Eloah Baracho 08/07/2022
Calígula
Com um protagonista submetido voluntariamente ao Imperador, Alan Massie nos mostra a frugal mente de Calígula, envolta em uma grossa casca de atitudes exageradas e uma escancarada promiscuidade. Digo submetido voluntariamente, pois a cada capítulo há a certeza de uma enorme obsessão e admiração vinda do narrador.
O que caracteriza o livro como uma biografia romanceada é a inserção de uma figura chave na fatídica história, figura essa encarregada de relatar detalhes da vida cotidiana de Gaio e de seus predecessores. Sem esse artifício seria extremamente dificultoso transmitir as minúcias romanas ao leitor, tendo em vista que o conhecimento sobre tal civilização, por grande parte das pessoas, é muito superficial. Normalmente esse conhecimento se limita às conquistas territoriais, embates bárbaros e/ou mudanças significativas na estrutura política.

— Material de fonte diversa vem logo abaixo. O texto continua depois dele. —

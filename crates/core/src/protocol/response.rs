use bytes::Bytes;

use crate::error::{ParseErrorKind, Result, RtspError};
use crate::protocol::{status_reason, Headers};

/// An RTSP response (RFC 2326 §7).
///
/// ```text
/// RTSP/1.0 200 OK\r\n
/// CSeq: 1\r\n
/// Content-Type: application/sdp\r\n
/// Content-Length: 142\r\n
/// \r\n
/// v=0\r\n...
/// ```
///
/// Builder style: chain [`with_header`](Self::with_header) and
/// [`with_body`](Self::with_body). `Content-Length` is computed during
/// serialization when a body is present. The `CSeq` and `Server` headers
/// are stamped by the connection dispatcher, not here.
#[must_use]
#[derive(Debug, Clone)]
pub struct Response {
    pub status: u16,
    pub reason: String,
    pub headers: Headers,
    pub body: Bytes,
}

impl Response {
    /// Create a response with the canonical reason phrase for `status`.
    pub fn new(status: u16) -> Self {
        Response {
            status,
            reason: status_reason(status).to_string(),
            headers: Headers::new(),
            body: Bytes::new(),
        }
    }

    /// 200 OK — success (RFC 2326 §7.1.1).
    pub fn ok() -> Self {
        Self::new(200)
    }

    pub fn with_header(mut self, name: &str, value: &str) -> Self {
        self.headers.add(name, value);
        self
    }

    pub fn with_body(mut self, body: impl Into<Bytes>) -> Self {
        self.body = body.into();
        self
    }

    /// Serialize to the RTSP text wire format, appending `Content-Length`
    /// when a body is present (RFC 2326 §12.14).
    pub fn serialize(&self) -> Vec<u8> {
        let mut out = Vec::with_capacity(128 + self.body.len());
        out.extend_from_slice(format!("RTSP/1.0 {} {}\r\n", self.status, self.reason).as_bytes());
        for (name, value) in self.headers.iter() {
            out.extend_from_slice(format!("{}: {}\r\n", name, value).as_bytes());
        }
        if !self.body.is_empty() {
            out.extend_from_slice(format!("Content-Length: {}\r\n", self.body.len()).as_bytes());
        }
        out.extend_from_slice(b"\r\n");
        out.extend_from_slice(&self.body);
        out
    }

    /// Parse a response from its header section and body.
    ///
    /// The server core never acts on responses (receiving one is a protocol
    /// error), but the codec must still recognize and consume them.
    pub(crate) fn parse(head: &str, body: Bytes) -> Result<Self> {
        let mut lines = head.lines();

        let status_line = lines.next().ok_or(RtspError::Parse {
            kind: ParseErrorKind::EmptyMessage,
        })?;

        let mut parts = status_line.splitn(3, ' ');
        let version = parts.next().unwrap_or("");
        let code = parts.next().and_then(|c| c.parse::<u16>().ok());
        let reason = parts.next().unwrap_or("").to_string();

        let status = match (version.starts_with("RTSP/"), code) {
            (true, Some(code)) => code,
            _ => {
                return Err(RtspError::Parse {
                    kind: ParseErrorKind::InvalidStatusLine,
                })
            }
        };

        let headers = Headers::parse(lines)?;

        Ok(Response {
            status,
            reason,
            headers,
            body,
        })
    }
}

De início, somos apresentados ao fim da trajetória de Augusto, já em idade avançada e com pouquíssima disposição para governar. O poder já não lhe apetecia. Tibério, filho adotivo, mostra-se apto para sucedê-lo, mesmo sendo caracterizado como uma pessoa astuta e frívola por Agripina, sua nora. Ela acreditava que Tibério conspirava contra o próprio filho, Germânico. Há uma longo trajeto de desenvolvimento da trama no que se refere à conspiração, desencadeando a morte de Germânico por envenenamento em uma expedição militar. Após o ocorrido, Agripina instaura o caos em Roma, e em um conchavo com seu filho Nero, incrimina o Imperador. Mais tarde, os dois seriam exilados. Calígula, irmão de Nero e filho de Agripina Maior é criado pela avó, Antônia.
Desde pequeno, Calígula era adorado pelos Centuriões. Vestia-se como soldado e dava ordens. Era chamado 'queridinho'. Sua inclinação pela governança ficou mais evidente em sua juventude, quando os herdeiros naturais do trono Druso e Nero faleceram. Não era sábio, mas por ser filho de Germânico, respeitável General, recebia apoio dos combatentes e da plebe romana.

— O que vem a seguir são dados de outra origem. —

//! Benchmark session orchestration.
//!
//! A session connects to one endpoint, executes an ordered plan of descriptors one at a
//! time, and releases the connection on every exit path. Per descriptor the runner
//! performs setup outside the timed window, times exactly `repetitions` calls, and
//! records the outcome. Failures are recorded and the session continues, except for
//! descriptors marked `fatal`, which end the session.

use std::future::Future;
use std::path::PathBuf;
use std::time::Duration;

use bson::DateTime;
use tokio::time::{timeout, Instant};
use tracing::{debug, error, info, warn};

use crate::config::RunConfig;
use crate::document::FileRecord;
use crate::error::{ConnectionError, OperationError, StoreError, TeardownError};
use crate::operation::{Filter, Key, Operation, OperationDescriptor, KEYS};
use crate::payload::{blob_name, check_payload};
use crate::plan::Plan;
use crate::report::{FailureKind, Outcome, RunResult, SessionReport};
use crate::store::{DataStore, StoreOutcome};

#[derive(Debug, Clone, Copy, PartialEq, Eq)]
pub enum SessionState {
    Disconnected,
    Connected,
    RunningSession,
    SessionComplete,
}

/// Bounds `call` by `limit`; an expired call is an operation failure.
async fn bounded<T, F>(limit: Duration, call: F) -> Result<T, OperationError>
where
    F: Future<Output = Result<T, StoreError>>,
{
    match timeout(limit, call).await {
        Ok(result) => result.map_err(OperationError::from),
        Err(_) => Err(OperationError::Timeout(limit)),
    }
}

/// State built before a descriptor's timer starts.
enum Prepared {
    Nothing,
    Batch(Vec<FileRecord>),
    Payload { path: PathBuf, name: String },
    Blob(String),
}

/// Owns the store connection for exactly one session.
pub struct Runner<S: DataStore> {
    store: S,
    config: RunConfig,
    state: SessionState,
}

impl<S: DataStore> Runner<S> {
    /// Verifies the store answers a round trip. On failure the store is dropped and no
    /// operation may run.
    pub async fn connect(mut store: S, config: RunConfig) -> Result<Self, ConnectionError> {
        let endpoint = store.name().to_string();
        let pinged = timeout(config.connect_timeout, store.ping()).await;
        match pinged {
            Ok(Ok(())) => {
                info!(endpoint = %endpoint, "connected");
                Ok(Runner {
                    store,
                    config,
                    state: SessionState::Connected,
                })
            }
            Ok(Err(source)) => Err(ConnectionError::Unreachable { endpoint, source }),
            Err(_) => Err(ConnectionError::Timeout {
                endpoint,
                timeout: config.connect_timeout,
            }),
        }
    }

    pub fn state(&self) -> SessionState {
        self.state
    }

    pub fn endpoint(&self) -> &str {
        self.store.name()
    }

    /// Executes `plan` in order. Never fails: descriptor failures end up in the report.
    pub async fn run_session(&mut self, plan: &Plan) -> SessionReport {
        self.state = SessionState::RunningSession;
        let mut report = SessionReport::new(self.store.name(), &plan.name);
        info!(endpoint = %self.store.name(), plan = %plan.name, descriptors = plan.len(), "session started");

        for descriptor in plan.iter() {
            let result = self.run_descriptor(descriptor).await;

            if !result.succeeded() && descriptor.fatal {
                let reason = result.failure_reason().unwrap_or_default().to_string();
                error!(descriptor = %descriptor.name, %reason, "fatal descriptor failed, aborting session");
                report.abort(&descriptor.name, reason);
                break;
            }
            report.push(result);
        }

        self.state = SessionState::SessionComplete;
        info!(
            endpoint = %self.store.name(),
            results = report.results.len(),
            failed = report.failures().count(),
            "session complete"
        );
        report
    }

    /// Releases the connection.
    pub async fn close(mut self) -> Result<(), TeardownError> {
        let endpoint = self.store.name().to_string();
        let limit = self.config.connect_timeout;
        self.state = SessionState::Disconnected;
        let closed = timeout(limit, self.store.close()).await;
        match closed {
            Ok(Ok(())) => Ok(()),
            Ok(Err(source)) => Err(TeardownError::Release { endpoint, source }),
            Err(_) => Err(TeardownError::Timeout {
                endpoint,
                timeout: limit,
            }),
        }
    }

    async fn run_descriptor(&mut self, descriptor: &OperationDescriptor) -> RunResult {
        let repetitions = descriptor.effective_repetitions();
        let mut result = RunResult {
            name: descriptor.name.clone(),
            repetitions,
            completed: 0,
            elapsed: Duration::ZERO,
            outcome: Outcome::Success,
            last: None,
        };

        let prepared = match self.prepare(descriptor).await {
            Ok(prepared) => prepared,
            Err(err) => {
                warn!(descriptor = %descriptor.name, error = %err, "setup failed, skipping");
                result.outcome = Outcome::Failed {
                    kind: FailureKind::from(&err),
                    reason: err.to_string(),
                    failures: repetitions,
                };
                return result;
            }
        };

        let mut first_error: Option<OperationError> = None;
        let mut failures = 0;

        let start = Instant::now();
        for iteration in 1..=repetitions {
            match self.execute(&descriptor.operation, &prepared, iteration).await {
                Ok(outcome) => {
                    result.completed += 1;
                    result.last = Some(outcome);
                }
                Err(err) => {
                    failures += 1;
                    debug!(descriptor = %descriptor.name, iteration, error = %err, "repetition failed");
                    first_error.get_or_insert(err);
                    if descriptor.fatal {
                        break;
                    }
                }
            }
        }
        result.elapsed = start.elapsed();

        if let Some(err) = first_error {
            warn!(descriptor = %descriptor.name, failures, error = %err, "descriptor failed");
            result.outcome = Outcome::Failed {
                kind: FailureKind::from(&err),
                reason: err.to_string(),
                failures,
            };
        } else {
            debug!(descriptor = %descriptor.name, elapsed = ?result.elapsed, "descriptor done");
        }
        result
    }

    /// Descriptor-local work that must stay out of the measured time.
    async fn prepare(&mut self, descriptor: &OperationDescriptor) -> Result<Prepared, OperationError> {
        let limit = self.config.op_timeout;

        if let Some(field) = &descriptor.setup_index {
            bounded(limit, self.store.create_index(field))
                .await
                .map_err(into_setup)?;
        }

        match &descriptor.operation {
            Operation::InsertMany { count } => {
                let now = DateTime::now();
                let batch = (1..=*count)
                    .map(|i| FileRecord::numbered(KEYS.key(i), i, now))
                    .collect();
                Ok(Prepared::Batch(batch))
            }
            op if op.needs_payload() => {
                let path = self.config.payload.clone();
                check_payload(&path)
                    .await
                    .map_err(|err| OperationError::Setup(err.into()))?;
                let name = blob_name(&path);
                Ok(Prepared::Payload { path, name })
            }
            Operation::BlobDownload { .. } => Ok(Prepared::Blob(blob_name(&self.config.payload))),
            _ => Ok(Prepared::Nothing),
        }
    }

    async fn execute(
        &mut self,
        operation: &Operation,
        prepared: &Prepared,
        iteration: u64,
    ) -> Result<StoreOutcome, OperationError> {
        let limit = self.config.op_timeout;
        let store = &mut self.store;

        match operation {
            Operation::InsertOne { key } => {
                let record = FileRecord::seed(key.resolve(iteration));
                bounded(limit, store.insert_one(&record)).await
            }
            Operation::InsertMany { .. } => match prepared {
                Prepared::Batch(batch) => bounded(limit, store.insert_many(batch)).await,
                _ => Err(StoreError::other("insert batch was not prepared").into()),
            },
            Operation::UpdateOne { key } => {
                bounded(limit, store.update_one(&by_id(key, iteration))).await
            }
            Operation::UpdateMany { filter } => bounded(limit, store.update_many(filter)).await,
            Operation::DeleteOne { filter } => bounded(limit, store.delete_one(filter)).await,
            Operation::DeleteById { key } => {
                bounded(limit, store.delete_one(&by_id(key, iteration))).await
            }
            Operation::DeleteMany { filter } => bounded(limit, store.delete_many(filter)).await,
            Operation::DropCollection => bounded(limit, store.drop_collection()).await,
            Operation::FindOne { filter, decode } => {
                bounded(limit, store.find_one(filter, *decode)).await
            }
            Operation::FindById { key, decode } => {
                bounded(limit, store.find_one(&by_id(key, iteration), *decode)).await
            }
            Operation::FindMany { filter, hint, decode } => {
                bounded(limit, store.find_many(filter, hint.as_deref(), *decode)).await
            }
            Operation::CreateIndex { field } => bounded(limit, store.create_index(field)).await,
            Operation::BlobUpload { mode } => match prepared {
                Prepared::Payload { path, name } => {
                    bounded(limit, store.upload(*mode, name, path)).await
                }
                _ => Err(StoreError::other("payload was not prepared").into()),
            },
            Operation::BlobDownload { mode } => match prepared {
                Prepared::Blob(name) => bounded(limit, store.download(*mode, name)).await,
                _ => Err(StoreError::other("blob name was not prepared").into()),
            },
            Operation::DropBucket => bounded(limit, store.drop_bucket()).await,
        }
    }
}

fn by_id(key: &Key, iteration: u64) -> Filter {
    Filter::Id(key.resolve(iteration))
}

fn into_setup(err: OperationError) -> OperationError {
    match err {
        OperationError::Store(source) => OperationError::Setup(source),
        other => other,
    }
}

/// Runs one complete session: connect, execute `plan`, release the connection.
///
/// Only a connection failure is returned as an error. A failed teardown is logged and
/// attached to the report without touching the recorded results.
pub async fn run<S: DataStore>(
    store: S,
    plan: &Plan,
    config: RunConfig,
) -> Result<SessionReport, ConnectionError> {
    let mut runner = Runner::connect(store, config).await?;
    let mut report = runner.run_session(plan).await;
    if let Err(err) = runner.close().await {
        warn!(error = %err, "teardown failed");
        report.teardown_error = Some(err.to_string());
    }
    Ok(report)
}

Era um assíduo frequentador das termas, local onde a libertinagem era incrustada. Não havia, naquela época, qualquer definição de sexualidade ou condenação por adultério. No entanto, o relacionamento incestuoso era considerado um crime. Gaio Calígula não se importava com tais imposições. Se relacionou com sua irmã, Drusilla e não conseguia dormir sem um(a) parceiro(a) novo(a) a cada noite. Seus prazeres eram abjetos de fato, porém nada o diferenciava do padrão da dinastia júlio-claudiana.

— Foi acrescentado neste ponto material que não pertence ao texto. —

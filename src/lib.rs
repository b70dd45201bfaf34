//! Micro-benchmark harness for MongoDB server builds.
//!
//! A [`Plan`] is an ordered list of [`OperationDescriptor`]s. A [`Runner`] executes it
//! against one [`TargetEndpoint`] through a [`DataStore`] and returns a
//! [`SessionReport`] with the timing and outcome of every descriptor.

pub mod config;
pub mod document;
pub mod endpoint;
pub mod error;
pub mod mongo;
pub mod operation;
pub mod payload;
pub mod plan;
pub mod report;
pub mod runner;
pub mod store;

pub use config::RunConfig;
pub use document::FileRecord;
pub use endpoint::TargetEndpoint;
pub use error::{ConnectionError, OperationError, PlanError, StoreError, TeardownError};
pub use mongo::MongoStore;
pub use operation::{DownloadMode, Filter, Key, Operation, OperationDescriptor, UploadMode, KEYS};
pub use plan::{Plan, Scale};
pub use report::{FailureKind, Outcome, RunResult, SessionReport};
pub use runner::{run, Runner, SessionState};
pub use store::{DataStore, StoreOutcome, StoreResult};

/// Connects to `endpoint` with the MongoDB driver and runs `plan` in one session.
pub async fn run_endpoint(
    endpoint: &TargetEndpoint,
    plan: &Plan,
    config: RunConfig,
) -> Result<SessionReport, ConnectionError> {
    let store = MongoStore::connect(endpoint, config.connect_timeout).await?;
    run(store, plan, config).await
}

Creio que ele, conforme os relatos de Massie, era inseguro a um nível que o transcendia, tornando a ideia de ser imperador indigerível. Por isso, passou a testar a reação dos outros com seus atos abusivos, e, por vezes, insanos. Graças a essa desconfiança, Calígula exilou suas irmãs por puro receio de ser traído e brincou de afogar seu tio, Cláudio, em um rio.
Essa obra faz parte da série senhores de Roma. É a primeira que leio e, sinceramente, sou suspeita para comentar. Gosto da atmosfera que ícones do mau comportamento trazem. Seus feitos desmontam a monotonia de algumas linhagens no decorrer da história. O autor encontrou na feição de protagonista-narrador a comodidade para desenvolver todas as facetas possíveis de um Imperador, desde a sua postura inexorável até a mais baixa inseguridade.